Find Files Technical Details
Links | |
---|---|
Task | task_find_files.wdl |
chunk_files
: Splitting POD5 files into groups for parallel basecalling
In order to improve runtime, POD5 files are split into groups or "chunks" for basecalling. The number of chunks can be indicated by providing a value for the number_chunks
value. By default, the number of chunks is four.
Chunk Files Technical Details
Links | |
---|---|
Task | task_chunk_files.wdl |
dorado_basecall
: Basecalling POD5 files
The basecalling task takes POD5 files as input and converts each individual POD5 into 'BAM' format using the either the default or user-specified model. This step leverages GPU acceleration for efficient processing.
Please see the Dorado documentation for more details, but what follows is a brief overview of the basecalling process:
- POD5 files are pre-processed via signal scaling and normalization.
- The machine learning algorithm decodes the sequence signals into nucleotide base calls. There are different machine learning models that can be specified as input; more details can be found above here.
-
Barcode classification is performed based on the indicated kit name to enable downstream demultiplexing.
Barcode Trimming
Barcode trimming is purposefully disabled during the basecalling step to ensure accurate demultiplexing in subsequent workflow steps.
-
Modified basecalling can be performed if indicated through modification to the model name.
- Reads are split when a single read contains multiple concatenated reads.
Other options are available, but currently Dorado_Basecalling_PHB does not support them.
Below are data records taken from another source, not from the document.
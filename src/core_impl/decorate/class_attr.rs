use super::*;

/// True when the element carries a `class` attribute with a non-empty value.
/// Non-elements never do.
pub(crate) fn has_class_attribute(dom: &Dom, node_id: NodeId) -> bool {
    class_value(dom, node_id).is_some_and(|value| !value.is_empty())
}

/// Compares the whole class value, so `result wide` is not a `result` marker.
pub(crate) fn marker_equals(dom: &Dom, node_id: NodeId, marker: &str) -> bool {
    class_value(dom, node_id) == Some(marker)
}

fn class_value(dom: &Dom, node_id: NodeId) -> Option<&str> {
    dom.element(node_id)
        .and_then(|element| element.attrs.get("class"))
        .map(String::as_str)
}
use super::*;

const LISTS: &str = r#"
    <input type="hidden" id="imageBase" value="img/">
    <ul class="collapsible_opened" id="open">
      <li id="o1">with children
        <ul id="o1-a"><li>a</li></ul>
        <ol id="o1-b"><li>b</li></ol>
      </li>
      <li id="o2">leaf</li>
    </ul>
    <ul class="collapsible_closed" id="closed">
      <li id="c1">with child<ul id="c1-a" style="display: block"><li>x</li></ul></li>
    </ul>
    <ul id="plain"><li id="p1">plain<ul><li>y</li></ul></li></ul>
    "#;

#[test]
fn items_get_icons_according_to_their_children() -> Result<()> {
    let page = Page::parse(LISTS)?;

    page.assert_attr("#o1 > img", "src", "img/opened.gif")?;
    page.assert_attr("#o1 > img", "class", "collapsibleOpened")?;
    page.assert_attr("#o2 > img", "src", "img/nochildren.gif")?;
    page.assert_attr("#o2 > img", "class", "<missing>")?;
    page.assert_attr("#c1 > img", "src", "img/closed.gif")?;
    page.assert_attr("#c1 > img", "class", "collapsibleClosed")?;

    page.assert_style("#open", "list-style", "none")?;
    page.assert_style("#closed", "list-style", "none")?;
    page.assert_style("#o1-a", "display", "block")?;
    page.assert_style("#o1-b", "display", "block")?;
    page.assert_style("#c1-a", "display", "none")?;

    assert_eq!(page.toggle_state("#o1 > img")?, Some(ToggleState::Opened));
    assert_eq!(page.toggle_state("#c1 > img")?, Some(ToggleState::Closed));
    assert_eq!(page.toggle_state("#o2 > img")?, None);
    Ok(())
}

#[test]
fn the_icon_is_inserted_as_the_first_child() -> Result<()> {
    let page = Page::parse(LISTS)?;
    let html = page.dump_dom("#o2")?;
    assert_eq!(html, "<li id=\"o2\"><img src=\"img/nochildren.gif\">leaf</li>");
    Ok(())
}

#[test]
fn unmarked_lists_are_untouched() -> Result<()> {
    let page = Page::parse(LISTS)?;
    assert!(page.attr_values("#p1 > img", "src")?.is_empty());
    page.assert_style("#plain", "list-style", "")?;
    Ok(())
}

#[test]
fn clicking_flips_every_sub_list_and_back() -> Result<()> {
    let mut page = Page::parse(LISTS)?;

    page.click("#o1 > img")?;
    assert_eq!(page.toggle_state("#o1 > img")?, Some(ToggleState::Closed));
    page.assert_attr("#o1 > img", "class", "collapsibleClosed")?;
    page.assert_attr("#o1 > img", "src", "img/closed.gif")?;
    page.assert_style("#o1-a", "display", "none")?;
    page.assert_style("#o1-b", "display", "none")?;

    page.click("#o1 > img")?;
    assert_eq!(page.toggle_state("#o1 > img")?, Some(ToggleState::Opened));
    page.assert_attr("#o1 > img", "class", "collapsibleOpened")?;
    page.assert_attr("#o1 > img", "src", "img/opened.gif")?;
    page.assert_style("#o1-a", "display", "block")?;
    page.assert_style("#o1-b", "display", "block")?;
    Ok(())
}

#[test]
fn state_is_tracked_rather_than_read_from_the_dom() -> Result<()> {
    let mut page = Page::parse(LISTS)?;
    // Something else re-opened the list behind the handler's back.
    let sub_list = page.select_one("#c1-a")?;
    page.dom.style_set(sub_list, "display", "block")?;

    page.click("#c1 > img")?;
    page.assert_style("#c1-a", "display", "block")?;
    assert_eq!(page.toggle_state("#c1 > img")?, Some(ToggleState::Opened));
    page.click("#c1 > img")?;
    page.assert_style("#c1-a", "display", "none")?;
    Ok(())
}

#[test]
fn clicks_on_inert_elements_do_nothing() -> Result<()> {
    let mut page = Page::parse(LISTS)?;
    let before = page.to_html();
    page.click("#o2 > img")?;
    page.click("#plain")?;
    assert_eq!(page.to_html(), before);
    Ok(())
}

#[test]
fn builder_reports_lists_items_and_toggles() -> Result<()> {
    let mut dom = parse_html(LISTS)?;
    let config = PageConfig::default();
    let icons = IconSet::new("img/", &config.icons);
    let mut registry = ToggleRegistry::default();
    let mut trace = TraceState {
        enabled: true,
        to_stderr: false,
        ..TraceState::default()
    };

    let summary = CollapsibleListBuilder::new(&icons, &config.markers).run(
        &mut dom,
        &mut registry,
        &mut trace,
    );
    assert_eq!((summary.lists, summary.items, summary.toggles), (2, 3, 2));
    assert_eq!(registry.len(), 2);
    assert!(
        trace
            .logs
            .iter()
            .any(|line| line == "[collapsible] list items=2 toggles=1 state=opened")
    );
    Ok(())
}
//! Deterministic decoration of heap-analysis report pages.
//!
//! A [`Page`] parses report HTML into an in-memory DOM and applies the
//! page's load-time passes: tree indentation codes become glyph images,
//! result tables get alternating row colors, and marked lists become
//! collapsible. Clicks can then be dispatched to the toggle icons and the
//! result inspected or serialized.

use std::collections::{HashMap, VecDeque};

mod config;
mod core_dom_utils;
mod core_impl;
mod page_api;
mod runtime_state;
mod selector;

pub use config::{DomCapabilities, IconNames, Markers, PageConfig, StripeColors};
pub use core_dom_utils::{Error, Result};
pub use page_api::{DecorationReport, Page};
pub use runtime_state::ToggleState;

pub(crate) use config::*;
pub(crate) use core_dom_utils::*;
pub(crate) use core_impl::*;
pub(crate) use runtime_state::*;
pub(crate) use selector::*;
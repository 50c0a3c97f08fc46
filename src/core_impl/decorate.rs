use super::*;

mod class_attr;
mod collapsible;
mod section_toggle;
mod table_striper;
mod toggle;
mod tree_renderer;

pub(crate) use class_attr::{has_class_attribute, marker_equals};
pub(crate) use collapsible::CollapsibleListBuilder;
pub(crate) use section_toggle::{SectionToggleBinder, section_state};
pub(crate) use table_striper::TableStriper;
pub(crate) use toggle::apply_toggle;
pub(crate) use tree_renderer::TreeRenderer;

/// `table` elements whose class marks them as result tables, in document order.
fn result_tables(dom: &Dom, markers: &Markers) -> Vec<NodeId> {
    dom.elements_by_tag_name(dom.root, "table")
        .into_iter()
        .filter(|table| marker_equals(dom, *table, &markers.result_table))
        .collect()
}
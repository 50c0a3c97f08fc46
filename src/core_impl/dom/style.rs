use super::*;

/// The declarations of a `style` attribute, in source order. Property
/// names are lowercase CSS names such as `background-color`.
#[derive(Debug, Default, PartialEq, Eq)]
pub(crate) struct InlineStyle {
    declarations: Vec<(String, String)>,
}

impl InlineStyle {
    pub(crate) fn parse(attr: &str) -> Self {
        let mut style = Self::default();
        for chunk in split_declarations(attr) {
            // Property names never contain a colon, so the first one splits.
            let Some((name, value)) = chunk.split_once(':') else {
                continue;
            };
            let name = name.trim();
            if !name.is_empty() {
                style.set(name, value.trim());
            }
        }
        style
    }

    pub(crate) fn get(&self, property: &str) -> Option<&str> {
        let property = property.to_ascii_lowercase();
        self.declarations
            .iter()
            .find(|(name, _)| *name == property)
            .map(|(_, value)| value.as_str())
    }

    /// An empty value removes the property.
    pub(crate) fn set(&mut self, property: &str, value: &str) {
        let property = property.to_ascii_lowercase();
        let existing = self.declarations.iter().position(|(name, _)| *name == property);
        match (existing, value.is_empty()) {
            (Some(index), true) => {
                self.declarations.remove(index);
            }
            (Some(index), false) => self.declarations[index].1 = value.to_string(),
            (None, false) => self.declarations.push((property, value.to_string())),
            (None, true) => {}
        }
    }

    pub(crate) fn to_attr(&self) -> String {
        self.declarations
            .iter()
            .map(|(name, value)| format!("{name}: {value};"))
            .collect::<Vec<_>>()
            .join(" ")
    }
}

/// Splits on `;` outside parentheses, so `url(a;b.gif)` stays whole.
fn split_declarations(attr: &str) -> Vec<&str> {
    let mut chunks = Vec::new();
    let mut depth = 0usize;
    let mut start = 0;
    for (index, ch) in attr.char_indices() {
        match ch {
            '(' => depth += 1,
            ')' => depth = depth.saturating_sub(1),
            ';' if depth == 0 => {
                chunks.push(&attr[start..index]);
                start = index + 1;
            }
            _ => {}
        }
    }
    chunks.push(&attr[start..]);
    chunks
}

impl Dom {
    fn inline_style(&self, node_id: NodeId) -> Result<InlineStyle> {
        let element = self
            .element(node_id)
            .ok_or_else(|| Error::Dom("style target is not an element".into()))?;
        Ok(element
            .attrs
            .get("style")
            .map(|attr| InlineStyle::parse(attr))
            .unwrap_or_default())
    }

    /// Value of one inline property; "" when unset.
    pub(crate) fn style_get(&self, node_id: NodeId, property: &str) -> Result<String> {
        let style = self.inline_style(node_id)?;
        Ok(style.get(property).unwrap_or_default().to_string())
    }

    pub(crate) fn style_set(&mut self, node_id: NodeId, property: &str, value: &str) -> Result<()> {
        let mut style = self.inline_style(node_id)?;
        style.set(property, value);
        if let Some(element) = self.element_mut(node_id) {
            element.attrs.insert("style".to_string(), style.to_attr());
        }
        Ok(())
    }
}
Please contact support@theiagen.com if you would like additional options.
Dorado Basecalling Technical Details
Links | |
---|---|
Task | task_dorado_basecall.wdl |
Software Source Code | Dorado on GitHub |
Software Documentation | Dorado ReadTheDocs |
dorado_demux
: Produces barcode-specific FASTQ files
This task takes every basecalled BAM files and demultiplexes them based on the identified barcodes found during basecalling. An individual FASTQ file is generated for each barcode found per BAM file. All FASTQ files that are associated with a single barcode are then merged.
Disabling Barcode Trimming
By default, barcodes are trimmed during demultiplexing.
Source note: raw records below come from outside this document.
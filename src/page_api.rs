use super::*;

/// What one call to [`Page::prepare`] changed.
#[derive(Debug, Default, Clone, Copy, PartialEq, Eq)]
pub struct DecorationReport {
    /// False when preparation was skipped (already prepared or unsupported host).
    pub prepared: bool,
    pub icons_resolved: bool,
    pub tree_rows: usize,
    pub tree_glyphs: usize,
    pub striped_tables: usize,
    pub striped_rows: usize,
    pub striped_cells: usize,
    pub collapsible_lists: usize,
    pub collapsible_items: usize,
    pub list_toggles: usize,
    pub section_toggles: usize,
}

/// A loaded report page.
///
/// ```
/// use report_decorator::Page;
///
/// let html = r#"
///   <input type="hidden" id="imageBase" value="/img/">
///   <ul class="collapsible_closed" id="list">
///     <li id="a">a<ul><li>a.1</li></ul></li>
///   </ul>
/// "#;
/// let mut page = Page::parse(html)?;
/// page.assert_style("#a > ul", "display", "none")?;
/// page.click("#a > img")?;
/// page.assert_style("#a > ul", "display", "block")?;
/// # Ok::<(), report_decorator::Error>(())
/// ```
#[derive(Debug)]
pub struct Page {
    pub(crate) dom: Dom,
    pub(crate) config: PageConfig,
    pub(crate) capabilities: DomCapabilities,
    pub(crate) registry: ToggleRegistry,
    pub(crate) icons: Option<IconSet>,
    pub(crate) trace_state: TraceState,
    pub(crate) prepared: bool,
}

impl Page {
    pub fn from_html(html: &str) -> Result<Self> {
        Self::from_html_with_config(html, PageConfig::default())
    }

    pub fn from_html_with_config(html: &str, config: PageConfig) -> Result<Self> {
        let dom = parse_html(html)?;
        Ok(Self {
            dom,
            config,
            capabilities: DomCapabilities::default(),
            registry: ToggleRegistry::default(),
            icons: None,
            trace_state: TraceState::default(),
            prepared: false,
        })
    }

    /// Loads and prepares in one step, like a browser firing the page's
    /// load hook.
    pub fn parse(html: &str) -> Result<Self> {
        let mut page = Self::from_html(html)?;
        page.prepare();
        Ok(page)
    }

    pub fn config(&self) -> &PageConfig {
        &self.config
    }

    /// Takes effect on the next [`Page::prepare`] only.
    pub fn set_capabilities(&mut self, capabilities: DomCapabilities) {
        self.capabilities = capabilities;
    }

    /// Runs the decoration passes. Only the first call does any work.
    pub fn prepare(&mut self) -> DecorationReport {
        if self.prepared {
            self.trace_state
                .line("[prepare] skipped: already prepared".to_string());
            return DecorationReport::default();
        }
        self.prepared = true;

        if !self.capabilities.is_supported() {
            self.trace_state.line(format!(
                "[prepare] skipped: unsupported host element_lookup={} text_nodes={}",
                self.capabilities.element_lookup, self.capabilities.text_nodes
            ));
            return DecorationReport::default();
        }

        stacker::grow(32 * 1024 * 1024, || self.run_passes())
    }

    fn run_passes(&mut self) -> DecorationReport {
        let mut report = DecorationReport {
            prepared: true,
            ..DecorationReport::default()
        };

        self.icons = self
            .resolve_image_base()
            .map(|base| IconSet::new(base, &self.config.icons));
        report.icons_resolved = self.icons.is_some();
        if let Some(icons) = &self.icons {
            self.trace_state
                .line(format!("[prepare] image base={}", icons.base));
        } else {
            self.trace_state
                .line("[prepare] no image base; icon passes skipped".to_string());
        }

        if let Some(icons) = &self.icons {
            let tree = TreeRenderer::new(icons, &self.config.markers)
                .run(&mut self.dom, &mut self.trace_state);
            report.tree_rows = tree.rows;
            report.tree_glyphs = tree.glyphs;
        }

        let stripes = TableStriper::new(&self.config.stripe, &self.config.markers)
            .run(&mut self.dom, &mut self.trace_state);
        report.striped_tables = stripes.tables;
        report.striped_rows = stripes.rows_colored;
        report.striped_cells = stripes.cells_colored;

        if let Some(icons) = &self.icons {
            let lists = CollapsibleListBuilder::new(icons, &self.config.markers).run(
                &mut self.dom,
                &mut self.registry,
                &mut self.trace_state,
            );
            report.collapsible_lists = lists.lists;
            report.collapsible_items = lists.items;
            report.list_toggles = lists.toggles;

            report.section_toggles =
                SectionToggleBinder::run(&self.dom, &mut self.registry, &mut self.trace_state);
        }

        report
    }

    fn resolve_image_base(&self) -> Option<String> {
        if let Some(base) = &self.config.image_base {
            return Some(base.clone());
        }
        let holder = self.dom.by_id(&self.config.image_base_id)?;
        self.dom.attr(holder, "value")
    }

    /// Dispatches a click on the first match. Every handler on the path from
    /// the target up to the document runs, target first.
    pub fn click(&mut self, selector: &str) -> Result<()> {
        let target = self.select_one(selector)?;
        stacker::grow(32 * 1024 * 1024, || self.dispatch_click(target))
    }

    fn dispatch_click(&mut self, target: NodeId) -> Result<()> {
        let Some(icons) = &self.icons else {
            return Ok(());
        };
        for node in self.dom.ancestors_inclusive(target) {
            let Some(handler) = self.registry.get_mut(node) else {
                continue;
            };
            handler.state = match handler.target {
                ToggleTarget::Section(section) => section_state(&self.dom, section).flipped(),
                ToggleTarget::SubLists(_) => handler.state.flipped(),
            };
            let handler = handler.clone();
            apply_toggle(&mut self.dom, icons, &handler)?;
            self.trace_state.line(format!(
                "[click] toggle node={} state={}",
                node.0,
                handler.state.as_str()
            ));
        }
        Ok(())
    }

    /// State of the toggle bound to the first match, if it has one.
    pub fn toggle_state(&self, selector: &str) -> Result<Option<ToggleState>> {
        let target = self.select_one(selector)?;
        Ok(self
            .registry
            .get(target)
            .map(|handler| match handler.target {
                ToggleTarget::Section(section) => section_state(&self.dom, section),
                ToggleTarget::SubLists(_) => handler.state,
            }))
    }

    pub fn toggle_count(&self) -> usize {
        self.registry.len()
    }

    pub fn assert_text(&self, selector: &str, expected: &str) -> Result<()> {
        let target = self.select_one(selector)?;
        let actual = self.dom.text_content(target);
        self.expect_equal(selector, target, expected.to_string(), actual)
    }

    /// A missing attribute compares as `<missing>`.
    pub fn assert_attr(&self, selector: &str, name: &str, expected: &str) -> Result<()> {
        let target = self.select_one(selector)?;
        let actual = self.dom.attr(target, name);
        self.expect_equal(
            selector,
            target,
            format!("{name}={expected}"),
            format!("{name}={}", actual.as_deref().unwrap_or("<missing>")),
        )
    }

    /// Compares one inline style property; an unset property reads as "".
    pub fn assert_style(&self, selector: &str, property: &str, expected: &str) -> Result<()> {
        let target = self.select_one(selector)?;
        let actual = self.dom.style_get(target, property)?;
        self.expect_equal(
            selector,
            target,
            format!("{property}: {expected}"),
            format!("{property}: {actual}"),
        )
    }

    pub fn assert_exists(&self, selector: &str) -> Result<()> {
        let _ = self.select_one(selector)?;
        Ok(())
    }

    /// Values of `name` on every match that has it, in document order.
    pub fn attr_values(&self, selector: &str, name: &str) -> Result<Vec<String>> {
        Ok(self
            .dom
            .query_selector_all(selector)?
            .into_iter()
            .filter_map(|node| self.dom.attr(node, name))
            .collect())
    }

    /// Inline style `property` of every match, "" where unset.
    pub fn style_values(&self, selector: &str, property: &str) -> Result<Vec<String>> {
        self.dom
            .query_selector_all(selector)?
            .into_iter()
            .map(|node| self.dom.style_get(node, property))
            .collect()
    }

    pub fn dump_dom(&self, selector: &str) -> Result<String> {
        let target = self.select_one(selector)?;
        Ok(self.dom.dump_node(target))
    }

    /// Serializes the whole document.
    pub fn to_html(&self) -> String {
        self.dom.dump_node(self.dom.root)
    }

    pub fn enable_trace(&mut self, enabled: bool) {
        self.trace_state.enabled = enabled;
    }

    pub fn take_trace_logs(&mut self) -> Vec<String> {
        std::mem::take(&mut self.trace_state.logs).into()
    }

    pub fn set_trace_stderr(&mut self, enabled: bool) {
        self.trace_state.to_stderr = enabled;
    }

    pub fn set_trace_log_limit(&mut self, max_entries: usize) -> Result<()> {
        if max_entries == 0 {
            return Err(Error::Config(
                "set_trace_log_limit requires at least 1 entry".into(),
            ));
        }
        self.trace_state.log_limit = max_entries;
        while self.trace_state.logs.len() > self.trace_state.log_limit {
            self.trace_state.logs.pop_front();
        }
        Ok(())
    }

    pub(crate) fn select_one(&self, selector: &str) -> Result<NodeId> {
        self.dom
            .query_selector(selector)?
            .ok_or_else(|| Error::SelectorNotFound(selector.to_string()))
    }

    fn expect_equal(
        &self,
        selector: &str,
        target: NodeId,
        expected: String,
        actual: String,
    ) -> Result<()> {
        if actual == expected {
            return Ok(());
        }
        Err(Error::AssertionFailed {
            selector: selector.to_string(),
            expected,
            actual,
            dom_snippet: self.node_snippet(target),
        })
    }

    fn node_snippet(&self, node_id: NodeId) -> String {
        shorten(&self.dom.dump_node(node_id), 200)
    }
}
This can be disabled by setting the optional input variable demux_no_trim
to true
. This allows users to retain untrimmed reads for troubleshooting, such as inspecting reads in the "unclassified" folder when reads are mis-binned or other data issues occur.
Dorado Demultiplexing Technical Details
Links | |
---|---|
Task | task_dorado_demux.wdl |
Software Source Code | Dorado on GitHub |
Software Documentation | Dorado ReadTheDocs |
dorado_trim
: Custom Primer Trimming (optional)
If a the optional input custom_primers
is provided, this task is activated that will trim the primer sequences from the beginning and end of the demultiplexed reads.
To determine how to format the FASTA file that is expected in custom_primers
please see the Dorado documentation, specifically the section on "Custom adapter/primer file format".
Older Dorado Version Used
The Dorado version used in this task is not the most up-to-date version (set to v0.8.3) due to a bug in the Dorado subcommand in the latest version (v0.9.0). This will be updated in the future when the bug has been resolved by the Dorado developers.
Dorado Trimming Technical Details
Links | |
---|---|
Task | task_dorado_trim.wdl |
Software Source Code | Dorado on GitHub |
Software Documentation | Dorado ReadTheDocs |
create_table_from_array
: Creates a Terra table with FASTQ files
The final task in this workflow will create a Terra table using the array of generated FASTQ files. This table will be named according to the new_table_name
input variable and will contain all the FASTQ files generated during the workflow. The new table will contain the following columns with a row for each identified barcode and a single row for any unclassified reads.
dorado_basecalling_analysis_date
: Date of Dorado analysisdorado_basecalling_phb_version
: Version of PHB used for the analysisdorado_docker
: Docker image used in thedorado_basecall
taskdorado_version
: Version of Dorado used in thedorado_basecall
taskdorado_model_name
: Model used for basecallingread1
: the FASTQ file containing the read nametable_created_by
: this column will indicate that this table was created by "Dorado_Basecalling_PHB"upload_date
: the date the table was uploaded to Terra
This table will be uploaded to the Terra workspace as indicated through the terra_project
and terra_workspace
input variables.
Create Table from Array Technical Details
Links | |
---|---|
Task | task_create_terra_table.wdl |
Outputs¶
Please note that if you run this workflow with the "Run workflow with inputs defined by file paths"
option selected in Terra, these outputs will not be visible in a Terra table, but can be found in the Job Manager.
Variable | Type | Description |
---|---|---|
dorado_basecall_docker | String | Docker image used in the dorado_basecall task |
dorado_basecall_version | String | Version of Dorado used in the dorado_basecall task |
dorado_basecalling_analysis_date | String | Date of Dorado analysis |
dorado_basecalling_phb_version | String | Version of PHB used for the analysis |
dorado_demux_version | String | Version of Dorado used in the dorado_demux task |
dorado_model_used | String | Model used for basecalling |
dorado_trim_version | String | Version of Dorado used in the dorado_trim task |
fastq_files | Array[File] | FASTQ files produced from basecalling and demultiplexing |
terra_table_tsv | File | TSV file used when uploading the Terra table of FASTQ files |